Patrícia conta que começou sua trajetória há 21 anos e relembra com orgulho sua jornada, desde o início no mundo do vinho até os dias atuais. Com formação em marketing e uma carreira no mundo corporativo, destaca que o marketing é tanto sua formação acadêmica quanto algo que sente “no sangue”, já que sempre esteve envolvida com o setor comercial, além de seus trabalhos como sommelière.
“O ralo da vida é vender, né?”
Ela explica que entrou no universo do vinho em um momento de transição, após anos trabalhando em uma multinacional. Começou sua carreira cedo, aos 15 anos, com o objetivo de ganhar dinheiro para continuar estudando. Sua história profissional começou com um curso técnico no colegial, que abriu as portas para seu primeiro emprego em uma grande empresa. Mais tarde, depois de uma reestruturação corporativa, Patrícia decidiu experimentar novas possibilidades fora do mundo corporativo e distribuiu currículos para restaurantes na Zona Norte de São Paulo, onde foi convidada para trabalhar como hostess.
Foi nesse ambiente que nossa grande convidada teve seu primeiro contato com o vinho, oferecendo garrafas aos clientes que esperavam nas mesas. Ao ser questionada pelo maître sobre seus conhecimentos, ela admitiu que não sabia muito sobre o assunto. Ele então lhe deu um livro, e isso marcou o início de sua trajetória no mundo dos vinhos. Motivada por sua curiosidade e desejo de entender melhor o comportamento dos consumidores, Patrícia fez um curso básico de vinhos, e logo se matriculou em um curso de sommelier, seguido por outras formações. Durante esse período, ela se desdobrou em três empregos para pagar pelos cursos, reconhecendo que entrar nas áreas de vinho, cerveja ou coquetelaria é caro.

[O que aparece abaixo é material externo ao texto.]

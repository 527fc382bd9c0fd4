//! Error type for `swoply-auth`.

use swoply_core::form::ValidationError;
use thiserror::Error;

#[derive(Debug, Error)]
pub enum AuthError {
  /// No account is registered under the given email.
  #[error("account not found")]
  AccountNotFound,

  /// The account exists but the credential does not match.
  #[error("wrong password")]
  WrongCredential,

  #[error("an account with this email already exists")]
  EmailTaken,

  #[error("not logged in")]
  NotAuthenticated,

  #[error(transparent)]
  Validation(#[from] ValidationError),

  #[error("password hashing error: {0}")]
  Hash(String),

  #[error("store error: {0}")]
  Store(#[source] Box<dyn std::error::Error + Send + Sync>),
}

impl AuthError {
  pub(crate) fn store<E>(e: E) -> Self
  where
    E: std::error::Error + Send + Sync + 'static,
  {
    Self::Store(Box::new(e))
  }
}

pub type Result<T, E = AuthError> = std::result::Result<T, E>;
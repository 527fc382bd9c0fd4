//! The SQLite implementation of [`MarketStore`].

use std::path::Path;

use chrono::Utc;
use rusqlite::TransactionBehavior;
use serde::{Serialize, de::DeserializeOwned};
use tracing::debug;
use uuid::Uuid;

use swoply_core::{
  account::{Account, AccountPatch, DEFAULT_RATING, NewAccount},
  listing::{Category, Listing, ListingPatch, ListingQuery, NewListing, sort_newest_first},
  message::{Message, NewMessage},
  session::SessionPointer,
  store::MarketStore,
};

use crate::{
  Result,
  kv::{self, ACCOUNTS_KEY, LISTINGS_KEY, MESSAGES_KEY, SESSION_KEY},
  schema::SCHEMA,
};

/// What a read-modify-write closure decided to do with the collection.
enum Change<R> {
  /// The collection was modified; write it back.
  Write(R),
  /// Nothing changed; skip the write.
  Keep(R),
}

// ─── Store ───────────────────────────────────────────────────────────────────

/// A Swoply store backed by a single SQLite file.
///
/// Cloning shares the underlying connection.
#[derive(Clone)]
pub struct SqliteStore {
  pub(crate) conn: tokio_rusqlite::Connection,
}

impl SqliteStore {
  /// Open (or create) a store at `path` and run schema initialisation.
  pub async fn open(path: impl AsRef<Path>) -> Result<Self> {
    let conn = tokio_rusqlite::Connection::open(path).await?;
    let store = Self { conn };
    store.init_schema().await?;
    Ok(store)
  }

  /// Open an in-memory store.
  pub async fn open_in_memory() -> Result<Self> {
    let conn = tokio_rusqlite::Connection::open_in_memory().await?;
    let store = Self { conn };
    store.init_schema().await?;
    Ok(store)
  }

  async fn init_schema(&self) -> Result<()> {
    self
      .conn
      .call(|conn| {
        conn.execute_batch(SCHEMA)?;
        Ok(())
      })
      .await?;
    Ok(())
  }

  /// Deserialise the whole collection stored under `key`.
  async fn read_all<T>(&self, key: &'static str) -> Result<Vec<T>>
  where
    T: DeserializeOwned + Send + 'static,
  {
    let records = self
      .conn
      .call(move |conn| {
        let raw = kv::get_item(conn, key)?;
        kv::decode_collection(raw.as_deref()).map_err(kv::json_error)
      })
      .await?;
    Ok(records)
  }

  /// Read the collection under `key`, hand it to `f`, and write it back if
  /// `f` changed it, inside one immediate transaction so concurrent
  /// writers queue instead of overwriting each other.
  async fn modify<T, R, F>(&self, key: &'static str, f: F) -> Result<R>
  where
    T: Serialize + DeserializeOwned + Send + 'static,
    R: Send + 'static,
    F: FnOnce(&mut Vec<T>) -> Change<R> + Send + 'static,
  {
    let out = self
      .conn
      .call(move |conn| {
        let tx = conn.transaction_with_behavior(TransactionBehavior::Immediate)?;
        let raw = kv::get_item(&tx, key)?;
        let mut records: Vec<T> =
          kv::decode_collection(raw.as_deref()).map_err(kv::json_error)?;

        let out = match f(&mut records) {
          Change::Write(out) => {
            let encoded = kv::encode_collection(&records).map_err(kv::json_error)?;
            kv::set_item(&tx, key, &encoded)?;
            out
          }
          Change::Keep(out) => out,
        };

        tx.commit()?;
        Ok(out)
      })
      .await?;
    Ok(out)
  }
}

// ─── MarketStore impl ────────────────────────────────────────────────────────

impl MarketStore for SqliteStore {
  type Error = crate::Error;

  // ── Accounts ──────────────────────────────────────────────────────────────

  async fn list_accounts(&self) -> Result<Vec<Account>> {
    self.read_all(ACCOUNTS_KEY).await
  }

  async fn get_account(&self, id: Uuid) -> Result<Option<Account>> {
    let accounts: Vec<Account> = self.read_all(ACCOUNTS_KEY).await?;
    Ok(accounts.into_iter().find(|a| a.account_id == id))
  }

  async fn get_account_by_email(&self, email: &str) -> Result<Option<Account>> {
    let accounts: Vec<Account> = self.read_all(ACCOUNTS_KEY).await?;
    Ok(accounts.into_iter().find(|a| a.email == email))
  }

  async fn create_account(&self, input: NewAccount) -> Result<Option<Account>> {
    let account = Account {
      account_id:      Uuid::new_v4(),
      email:           input.email,
      phone:           input.phone,
      credential_hash: input.credential_hash,
      name:            input.name,
      verified:        input.verified,
      avatar:          input.avatar,
      created_at:      Utc::now(),
      rating:          DEFAULT_RATING,
      reviews_count:   0,
    };

    let created = self
      .modify(ACCOUNTS_KEY, move |accounts: &mut Vec<Account>| {
        if accounts.iter().any(|a| a.email == account.email) {
          return Change::Keep(None);
        }
        accounts.push(account.clone());
        Change::Write(Some(account))
      })
      .await?;

    match &created {
      Some(a) => debug!(account_id = %a.account_id, "account created"),
      None => debug!("account not created: email already registered"),
    }
    Ok(created)
  }

  async fn update_account(
    &self,
    id:    Uuid,
    patch: AccountPatch,
  ) -> Result<Option<Account>> {
    let updated = self
      .modify(ACCOUNTS_KEY, move |accounts: &mut Vec<Account>| {
        match accounts.iter_mut().find(|a| a.account_id == id) {
          Some(account) => {
            patch.apply(account);
            Change::Write(Some(account.clone()))
          }
          None => Change::Keep(None),
        }
      })
      .await?;

    if updated.is_some() {
      debug!(account_id = %id, "account updated");
    }
    Ok(updated)
  }

  // ── Listings ──────────────────────────────────────────────────────────────

  async fn list_listings(&self) -> Result<Vec<Listing>> {
    self.read_all(LISTINGS_KEY).await
  }

  async fn get_listing(&self, id: Uuid) -> Result<Option<Listing>> {
    let listings: Vec<Listing> = self.read_all(LISTINGS_KEY).await?;
    Ok(listings.into_iter().find(|l| l.listing_id == id))
  }

  async fn listings_by_account(&self, account_id: Uuid) -> Result<Vec<Listing>> {
    let mut listings: Vec<Listing> = self.read_all(LISTINGS_KEY).await?;
    listings.retain(|l| l.account_id == account_id);
    Ok(listings)
  }

  async fn listings_by_category(&self, category: Category) -> Result<Vec<Listing>> {
    let mut listings: Vec<Listing> = self.read_all(LISTINGS_KEY).await?;
    listings.retain(|l| l.category == category && l.is_active());
    Ok(listings)
  }

  async fn search_listings(&self, query: &ListingQuery) -> Result<Vec<Listing>> {
    let mut listings: Vec<Listing> = self.read_all(LISTINGS_KEY).await?;
    listings.retain(|l| query.matches(l));
    sort_newest_first(&mut listings);
    Ok(listings)
  }

  async fn create_listing(&self, input: NewListing) -> Result<Listing> {
    let now = Utc::now();
    let listing = Listing {
      listing_id:  Uuid::new_v4(),
      account_id:  input.account_id,
      title:       input.title,
      description: input.description,
      price:       input.price,
      category:    input.category,
      condition:   input.condition,
      images:      input.images,
      location:    input.location,
      tags:        input.tags,
      status:      input.status,
      views:       0,
      favorites:   Vec::new(),
      created_at:  now,
      updated_at:  now,
    };

    let stored = listing.clone();
    self
      .modify(LISTINGS_KEY, move |listings: &mut Vec<Listing>| {
        listings.push(stored);
        Change::Write(())
      })
      .await?;

    debug!(listing_id = %listing.listing_id, "listing created");
    Ok(listing)
  }

  async fn update_listing(
    &self,
    id:    Uuid,
    patch: ListingPatch,
  ) -> Result<Option<Listing>> {
    let updated = self
      .modify(LISTINGS_KEY, move |listings: &mut Vec<Listing>| {
        match listings.iter_mut().find(|l| l.listing_id == id) {
          Some(listing) => {
            patch.apply(listing, Utc::now());
            Change::Write(Some(listing.clone()))
          }
          None => Change::Keep(None),
        }
      })
      .await?;

    if updated.is_some() {
      debug!(listing_id = %id, "listing updated");
    }
    Ok(updated)
  }

  async fn delete_listing(&self, id: Uuid) -> Result<bool> {
    let deleted = self
      .modify(LISTINGS_KEY, move |listings: &mut Vec<Listing>| {
        match listings.iter().position(|l| l.listing_id == id) {
          Some(idx) => {
            listings.remove(idx);
            Change::Write(true)
          }
          None => Change::Keep(false),
        }
      })
      .await?;

    if deleted {
      debug!(listing_id = %id, "listing deleted");
    }
    Ok(deleted)
  }

  async fn increment_views(&self, id: Uuid) -> Result<Option<Listing>> {
    self
      .modify(LISTINGS_KEY, move |listings: &mut Vec<Listing>| {
        match listings.iter_mut().find(|l| l.listing_id == id) {
          Some(listing) => {
            let patch = ListingPatch {
              views: Some(listing.views + 1),
              ..Default::default()
            };
            patch.apply(listing, Utc::now());
            Change::Write(Some(listing.clone()))
          }
          None => Change::Keep(None),
        }
      })
      .await
  }

  async fn toggle_favorite(
    &self,
    listing_id: Uuid,
    account_id: Uuid,
  ) -> Result<Option<bool>> {
    let added = self
      .modify(LISTINGS_KEY, move |listings: &mut Vec<Listing>| {
        match listings.iter_mut().find(|l| l.listing_id == listing_id) {
          Some(listing) => {
            let added = listing.toggle_favorite(account_id);
            listing.updated_at = Utc::now();
            Change::Write(Some(added))
          }
          None => Change::Keep(None),
        }
      })
      .await?;

    if let Some(added) = added {
      debug!(%listing_id, %account_id, added, "favorite toggled");
    }
    Ok(added)
  }

  // ── Messages ──────────────────────────────────────────────────────────────

  async fn list_messages(&self) -> Result<Vec<Message>> {
    self.read_all(MESSAGES_KEY).await
  }

  async fn messages_for_listing(&self, listing_id: Uuid) -> Result<Vec<Message>> {
    let mut messages: Vec<Message> = self.read_all(MESSAGES_KEY).await?;
    messages.retain(|m| m.listing_id == listing_id);
    messages.sort_by(|a, b| a.sent_at.cmp(&b.sent_at));
    Ok(messages)
  }

  async fn conversations(&self, account_id: Uuid) -> Result<Vec<Message>> {
    let mut messages: Vec<Message> = self.read_all(MESSAGES_KEY).await?;
    messages.retain(|m| m.involves(account_id));
    Ok(messages)
  }

  async fn create_message(&self, input: NewMessage) -> Result<Message> {
    let message = Message {
      message_id:  Uuid::new_v4(),
      listing_id:  input.listing_id,
      sender_id:   input.sender_id,
      receiver_id: input.receiver_id,
      content:     input.content,
      sent_at:     Utc::now(),
      read:        input.read,
    };

    let stored = message.clone();
    self
      .modify(MESSAGES_KEY, move |messages: &mut Vec<Message>| {
        messages.push(stored);
        Change::Write(())
      })
      .await?;

    debug!(message_id = %message.message_id, listing_id = %message.listing_id, "message created");
    Ok(message)
  }

  async fn mark_message_read(&self, id: Uuid) -> Result<Option<Message>> {
    self
      .modify(MESSAGES_KEY, move |messages: &mut Vec<Message>| {
        match messages.iter_mut().find(|m| m.message_id == id) {
          Some(message) if message.read => Change::Keep(Some(message.clone())),
          Some(message) => {
            message.read = true;
            Change::Write(Some(message.clone()))
          }
          None => Change::Keep(None),
        }
      })
      .await
  }

  // ── Session pointer ───────────────────────────────────────────────────────

  async fn load_session(&self) -> Result<Option<SessionPointer>> {
    let raw = self
      .conn
      .call(|conn| Ok(kv::get_item(conn, SESSION_KEY)?))
      .await?;

    Ok(raw
      .as_deref()
      .map(serde_json::from_str::<SessionPointer>)
      .transpose()?)
  }

  async fn save_session(&self, pointer: SessionPointer) -> Result<()> {
    let encoded = serde_json::to_string(&pointer)?;
    self
      .conn
      .call(move |conn| Ok(kv::set_item(conn, SESSION_KEY, &encoded)?))
      .await?;
    debug!(account_id = %pointer.account_id, "session saved");
    Ok(())
  }

  async fn clear_session(&self) -> Result<()> {
    self
      .conn
      .call(|conn| Ok(kv::remove_item(conn, SESSION_KEY)?))
      .await?;
    debug!("session cleared");
    Ok(())
  }
}
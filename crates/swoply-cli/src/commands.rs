//! Subcommands and their handlers.
//!
//! Every handler dispatches one user intent into the session service or the
//! store, then re-queries the store to show the resulting state.

use anyhow::{Context as _, anyhow, bail};
use clap::Subcommand;
use strum::IntoEnumIterator;
use swoply_auth::{AuthService, ProfileUpdate};
use swoply_core::{
  form::{ListingForm, RegistrationForm},
  listing::{Category, ListingPatch, ListingQuery, ListingStatus},
  message::{Message, NewMessage},
  store::MarketStore,
};
use uuid::Uuid;

use crate::render;

// ─── Command tree ─────────────────────────────────────────────────────────────

#[derive(Subcommand, Debug)]
pub enum Command {
  /// Create an account and log in.
  Register {
    #[arg(long)]
    email:    String,
    #[arg(long)]
    name:     String,
    #[arg(long)]
    phone:    Option<String>,
    /// Read from stdin when omitted.
    #[arg(long)]
    password: Option<String>,
  },
  /// Log in to an existing account.
  Login {
    #[arg(long)]
    email:    String,
    /// Read from stdin when omitted.
    #[arg(long)]
    password: Option<String>,
  },
  /// Log out and forget the saved session.
  Logout,
  /// Show the logged-in account.
  Whoami,
  /// Update the logged-in account's profile.
  Profile {
    #[arg(long)]
    name:        Option<String>,
    #[arg(long, conflicts_with = "clear_phone")]
    phone:       Option<String>,
    #[arg(long)]
    clear_phone: bool,
    #[arg(long)]
    avatar:      Option<String>,
  },
  /// List catalogue categories.
  Categories,
  #[command(subcommand)]
  Listing(ListingCommand),
  /// Add or remove a listing from your favorites.
  Favorite { id: Uuid },
  #[command(subcommand)]
  Message(MessageCommand),
}

#[derive(Subcommand, Debug)]
pub enum ListingCommand {
  /// Publish a new listing.
  Create {
    #[arg(long)]
    title:       String,
    #[arg(long)]
    description: String,
    #[arg(long)]
    price:       String,
    #[arg(long)]
    category:    String,
    #[arg(long)]
    condition:   String,
    #[arg(long)]
    location:    String,
    /// Comma-separated.
    #[arg(long, default_value = "")]
    tags:        String,
    #[arg(long, default_value = "")]
    image:       String,
  },
  /// Show one listing and count the view.
  Show { id: Uuid },
  /// Search active listings, newest first.
  Search {
    query:     Option<String>,
    #[arg(long)]
    category:  Option<Category>,
    #[arg(long)]
    min_price: Option<f64>,
    #[arg(long)]
    max_price: Option<f64>,
    #[arg(long)]
    location:  Option<String>,
  },
  /// Your own listings, whatever their status.
  Mine,
  /// Active listings in one category.
  Category { category: Category },
  /// Change the status of one of your listings.
  Status { id: Uuid, status: ListingStatus },
  /// Delete one of your listings.
  Delete { id: Uuid },
}

#[derive(Subcommand, Debug)]
pub enum MessageCommand {
  /// Message the seller (or, with `--to`, a buyer) about a listing.
  Send {
    listing: Uuid,
    content: String,
    #[arg(long)]
    to:      Option<Uuid>,
  },
  /// Your conversations, or the thread of one listing.
  List {
    #[arg(long)]
    listing: Option<Uuid>,
  },
  /// Mark a message as read.
  Read { id: Uuid },
}

// ─── Dispatch ─────────────────────────────────────────────────────────────────

pub async fn run<S: MarketStore>(
  auth: &mut AuthService<S>,
  command: Command,
) -> anyhow::Result<()> {
  match command {
    Command::Register { email, name, phone, password } => {
      let password = password_or_stdin(password)?;
      let form = RegistrationForm { email, password, name, phone };
      let account = auth.register(&form).await?;
      println!("Registered and logged in as {} <{}>", account.name, account.email);
    }

    Command::Login { email, password } => {
      let password = password_or_stdin(password)?;
      let account = auth.login(&email, &password).await?;
      println!("Logged in as {} <{}>", account.name, account.email);
    }

    Command::Logout => {
      auth.logout().await?;
      println!("Logged out");
    }

    Command::Whoami => match auth.current() {
      Some(account) => print!("{}", render::account(account)),
      None => println!("Not logged in"),
    },

    Command::Profile { name, phone, clear_phone, avatar } => {
      let update = ProfileUpdate {
        name,
        phone: if clear_phone { Some(None) } else { phone.map(Some) },
        avatar: avatar.map(Some),
      };
      let account = auth.update_profile(update).await?;
      print!("{}", render::account(&account));
    }

    Command::Categories => {
      for category in Category::iter() {
        println!("{:<12} {}", category.as_ref(), category.label());
      }
    }

    Command::Listing(cmd) => run_listing(auth, cmd).await?,

    Command::Favorite { id } => {
      let account_id = auth.require_current()?.account_id;
      let added = auth
        .store()
        .toggle_favorite(id, account_id)
        .await?
        .ok_or_else(|| anyhow!("listing {id} not found"))?;
      println!("{}", if added { "Added to favorites" } else { "Removed from favorites" });
    }

    Command::Message(cmd) => run_message(auth, cmd).await?,
  }
  Ok(())
}

async fn run_listing<S: MarketStore>(
  auth: &AuthService<S>,
  command: ListingCommand,
) -> anyhow::Result<()> {
  let store = auth.store();

  match command {
    ListingCommand::Create {
      title,
      description,
      price,
      category,
      condition,
      location,
      tags,
      image,
    } => {
      let account_id = auth.require_current()?.account_id;
      let form = ListingForm {
        title,
        description,
        price,
        category,
        condition,
        location,
        tags,
        image_url: image,
      };
      let input = form.validate(account_id)?;
      let listing = store.create_listing(input).await?;
      println!("Listing created: {}", listing.listing_id);
    }

    ListingCommand::Show { id } => {
      let listing = store
        .increment_views(id)
        .await?
        .ok_or_else(|| anyhow!("listing {id} not found"))?;
      let seller = store.get_account(listing.account_id).await?;
      print!("{}", render::listing_detail(&listing, seller.as_ref()));
    }

    ListingCommand::Search { query, category, min_price, max_price, location } => {
      let query = ListingQuery { text: query, category, min_price, max_price, location };
      let listings = store.search_listings(&query).await?;
      print!("{}", render::listing_table(&listings));
    }

    ListingCommand::Mine => {
      let account_id = auth.require_current()?.account_id;
      let listings = store.listings_by_account(account_id).await?;
      print!("{}", render::listing_table(&listings));
    }

    ListingCommand::Category { category } => {
      let listings = store.listings_by_category(category).await?;
      print!("{}", render::listing_table(&listings));
    }

    ListingCommand::Status { id, status } => {
      let account_id = auth.require_current()?.account_id;
      ensure_owner(store, id, account_id).await?;
      let listing = store
        .update_listing(id, ListingPatch::status(status))
        .await?
        .ok_or_else(|| anyhow!("listing {id} not found"))?;
      println!("Listing {} is now {}", listing.listing_id, listing.status);
    }

    ListingCommand::Delete { id } => {
      let account_id = auth.require_current()?.account_id;
      ensure_owner(store, id, account_id).await?;
      if store.delete_listing(id).await? {
        println!("Listing {id} deleted");
      } else {
        bail!("listing {id} not found");
      }
    }
  }
  Ok(())
}

async fn run_message<S: MarketStore>(
  auth: &AuthService<S>,
  command: MessageCommand,
) -> anyhow::Result<()> {
  let account_id = auth.require_current()?.account_id;
  let store = auth.store();

  match command {
    MessageCommand::Send { listing, content, to } => {
      let message = send_message(store, account_id, listing, to, &content).await?;
      println!("Message sent: {}", message.message_id);
    }

    MessageCommand::List { listing } => {
      let messages = match listing {
        Some(listing_id) => thread(store, account_id, listing_id).await?,
        None => store.conversations(account_id).await?,
      };
      print!("{}", render::message_table(&messages, account_id));
    }

    MessageCommand::Read { id } => {
      let message = mark_read(store, account_id, id).await?;
      println!("Message {} marked as read", message.message_id);
    }
  }
  Ok(())
}

/// Send `content` about `listing_id`. Without `to`, the message goes to the
/// listing's owner.
pub(crate) async fn send_message<S: MarketStore>(
  store: &S,
  account_id: Uuid,
  listing_id: Uuid,
  to: Option<Uuid>,
  content: &str,
) -> anyhow::Result<Message> {
  let listing = store
    .get_listing(listing_id)
    .await?
    .ok_or_else(|| anyhow!("listing {listing_id} not found"))?;

  let receiver = match to {
    Some(to) => {
      if store.get_account(to).await?.is_none() {
        bail!("account {to} not found");
      }
      to
    }
    None if listing.account_id != account_id => listing.account_id,
    None => bail!("this is your own listing; pass --to <account> to reply to a buyer"),
  };
  if receiver == account_id {
    bail!("cannot send a message to yourself");
  }

  let content = content.trim();
  if content.is_empty() {
    bail!("message is empty");
  }

  let message = store
    .create_message(NewMessage::new(listing.listing_id, account_id, receiver, content))
    .await?;
  Ok(message)
}

/// The part of a listing's thread that `account_id` sent or received.
pub(crate) async fn thread<S: MarketStore>(
  store: &S,
  account_id: Uuid,
  listing_id: Uuid,
) -> anyhow::Result<Vec<Message>> {
  let mut messages = store.messages_for_listing(listing_id).await?;
  messages.retain(|m| m.involves(account_id));
  Ok(messages)
}

/// Mark a message as read. Only its receiver may do so.
pub(crate) async fn mark_read<S: MarketStore>(
  store: &S,
  account_id: Uuid,
  message_id: Uuid,
) -> anyhow::Result<Message> {
  let message = store
    .list_messages()
    .await?
    .into_iter()
    .find(|m| m.message_id == message_id)
    .ok_or_else(|| anyhow!("message {message_id} not found"))?;
  if message.receiver_id != account_id {
    bail!("message {message_id} was not sent to you");
  }

  store
    .mark_message_read(message_id)
    .await?
    .ok_or_else(|| anyhow!("message {message_id} not found"))
}

async fn ensure_owner<S: MarketStore>(
  store: &S,
  listing_id: Uuid,
  account_id: Uuid,
) -> anyhow::Result<()> {
  let listing = store
    .get_listing(listing_id)
    .await?
    .ok_or_else(|| anyhow!("listing {listing_id} not found"))?;
  if listing.account_id != account_id {
    bail!("listing {listing_id} belongs to another account");
  }
  Ok(())
}

/// Use the flag value, or read a password from stdin.
fn password_or_stdin(password: Option<String>) -> anyhow::Result<String> {
  use std::io::{self, BufRead, Write};

  if let Some(password) = password {
    return Ok(password);
  }

  print!("Password: ");
  io::stdout().flush().ok();
  let mut line = String::new();
  io::stdin()
    .lock()
    .read_line(&mut line)
    .context("failed to read password")?;
  Ok(
    line
      .trim_end_matches('\n')
      .trim_end_matches('\r')
      .to_string(),
  )
}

Hoje, além de sua experiência em restaurantes e importadoras, Patrícia possui uma empresa de consultoria, eventos e experiências, fundada em 2011. Sua trajetória reflete uma paixão contínua pelo universo dos vinhos e um profundo conhecimento do mercado. Palmas!
O que você pode nos contar sobre a história ou seria a evolução dos vinhos naturais?
Patrícia Brentzel começou sua jornada no universo dos vinhos através do mercado de vinhos convencionais, assim como muitos outros profissionais que hoje se dedicam aos vinhos orgânicos, biodinâmicos, naturais e sustentáveis. Ela aponta que a maioria das pessoas ingressa nesse mercado por meio dos vinhos convencionais, que ainda dominam o mercado. Durante sua carreira, Patrícia trabalhou em diversas importadoras, tanto como funcionária quanto prestando serviços, sempre lidando com vinícolas de vinhos convencionais.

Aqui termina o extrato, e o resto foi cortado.